Published on: March 29, 2019by Kevin Coupe
There’s a really nice consumer-oriented piece in the Wall Street Journal this morning entitled “You Could Be Having More Fun at the Grocery Store,” that, I think, also offers lessons to marketers.
The story points out that there is a “difference between fun food shopping and functional food shopping,” and that shoppers can exploit the difference to their own advantage.
It suggests that “you will spend less time in grocery stores and improve the quality of your meals if you make in-person trips for things that make you hungry (the fun stuff) - peak produce, excellent meat and sparkling fish, great dairy and bread - and get the rest online or on a separate pantry-stocking trip. When you don’t have a million things to get, you’ll pick out what truly appeals to you.”
It also is important, the column suggests, to “keep a lean but diverse assortment of pantry items, seasonings and perishables on hand. Your cupboards should be pared down, not stockpiled. There’s no advantage to having more than one or two types of dried beans in the house. If you have a short, textured pasta plus a long strand, you’re covered. It means less to keep track of, fewer items at risk of going stale and more available cabinet space.”

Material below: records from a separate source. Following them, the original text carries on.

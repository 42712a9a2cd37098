//! Resource Fetcher
//!
//! Fetches every item of a resource type, following pagination, and keeps
//! only the items located in the session region.

use super::dispatch;
use super::registry::{ResourceDef, Scope};
use crate::gcp::client::GcpClient;
use anyhow::Result;
use serde_json::Value;
use std::collections::BTreeMap;

/// Result of paginated fetch
pub struct PaginatedResult {
    pub items: Vec<Value>,
    pub next_token: Option<String>,
}

/// Fetch all resources of a type (auto-paginate)
pub async fn fetch_resources(def: &ResourceDef, client: &GcpClient) -> Result<Vec<Value>> {
    let mut all_items = Vec::new();
    let mut page_token: Option<String> = None;

    loop {
        let result = fetch_resources_paginated(def, client, page_token.as_deref()).await?;
        all_items.extend(result.items);

        if result.next_token.is_none() {
            break;
        }
        page_token = result.next_token;
    }

    if def.scope.is_located() {
        retain_located(def, client, &mut all_items);
    }

    Ok(all_items)
}

/// Keep items located in the session region. Aggregated lists also carry
/// global items (e.g. global addresses); those have no location and are
/// listed by their own global type.
fn retain_located(def: &ResourceDef, client: &GcpClient, items: &mut Vec<Value>) {
    items.retain(|item| {
        item_location(def, item)
            .map(|location| client.in_region(&location))
            .unwrap_or(false)
    });
}

/// Fetch one page of resources
pub async fn fetch_resources_paginated(
    def: &ResourceDef,
    client: &GcpClient,
    page_token: Option<&str>,
) -> Result<PaginatedResult> {
    let response = dispatch::invoke_list(def, client, page_token).await?;

    let items = extract_items(&response, &def.response_path);
    let next_token = response
        .get("nextPageToken")
        .and_then(|v| v.as_str())
        .filter(|s| !s.is_empty())
        .map(|s| s.to_string());

    Ok(PaginatedResult { items, next_token })
}

/// Extract items from response using the response_path
fn extract_items(response: &Value, path: &str) -> Vec<Value> {
    if path.is_empty() {
        return response.as_array().cloned().unwrap_or_default();
    }

    let mut current = response;
    for part in path.split('.') {
        current = match current.get(part) {
            Some(v) => v,
            None => return vec![],
        };
    }

    current.as_array().cloned().unwrap_or_default()
}

/// Zone, region or GKE location of an item, short form
pub fn item_location(def: &ResourceDef, item: &Value) -> Option<String> {
    let field = match def.scope {
        Scope::Zonal => "zone",
        Scope::Regional => "region",
        Scope::Location => "location",
        Scope::Global | Scope::Project => return None,
    };

    item.get(field)
        .and_then(|v| v.as_str())
        .map(extract_short_name)
}

/// Labels of an item as plain strings
pub fn item_labels(item: &Value) -> BTreeMap<String, String> {
    // GKE calls them resourceLabels
    let labels = item.get("labels").or_else(|| item.get("resourceLabels"));

    labels
        .and_then(|v| v.as_object())
        .map(|map| {
            map.iter()
                .map(|(k, v)| (k.clone(), v.as_str().unwrap_or_default().to_string()))
                .collect()
        })
        .unwrap_or_default()
}

/// Extract short name from GCP resource URL
/// e.g., "https://www.googleapis.com/compute/v1/projects/my-project/zones/us-central1-a" -> "us-central1-a"
fn extract_short_name(url: &str) -> String {
    url.rsplit('/').next().unwrap_or(url).to_string()
}

/// Extract a value from JSON using a dot-notation path
pub fn extract_json_value(item: &Value, path: &str) -> Option<String> {
    let mut current = item;

    for part in path.split('.') {
        current = match part.parse::<usize>() {
            Ok(idx) => current.get(idx)?,
            Err(_) => current.get(part)?,
        };
    }

    match current {
        Value::String(s) => Some(s.clone()),
        Value::Number(n) => Some(n.to_string()),
        Value::Bool(b) => Some(b.to_string()),
        _ => None,
    }
}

Now, this kind of shopping isn’t for everyone … especially if you don’t have a store or stores near you, or your personal and/or work life don’t lend themselves to this approach to shopping.
But … if I were a retailer, I’d certainly thinking about how to make consumers’ trips to my store more experiential and fun. I’d be thinking about how to make people hungry when they walk in my store. And I’d be doing my best to make functional shopping more frictionless and just easier … especially by focusing on things like automatic replenishment and e-commerce.
Read the story here, and think to yourself, “Am I helping my shoppers have more fun, and am I a solution to the problem of drudgery?
You can ask yourself, “What can I d better to make their lives better/easier/tastier?”
Your answers could be an Eye-Opener.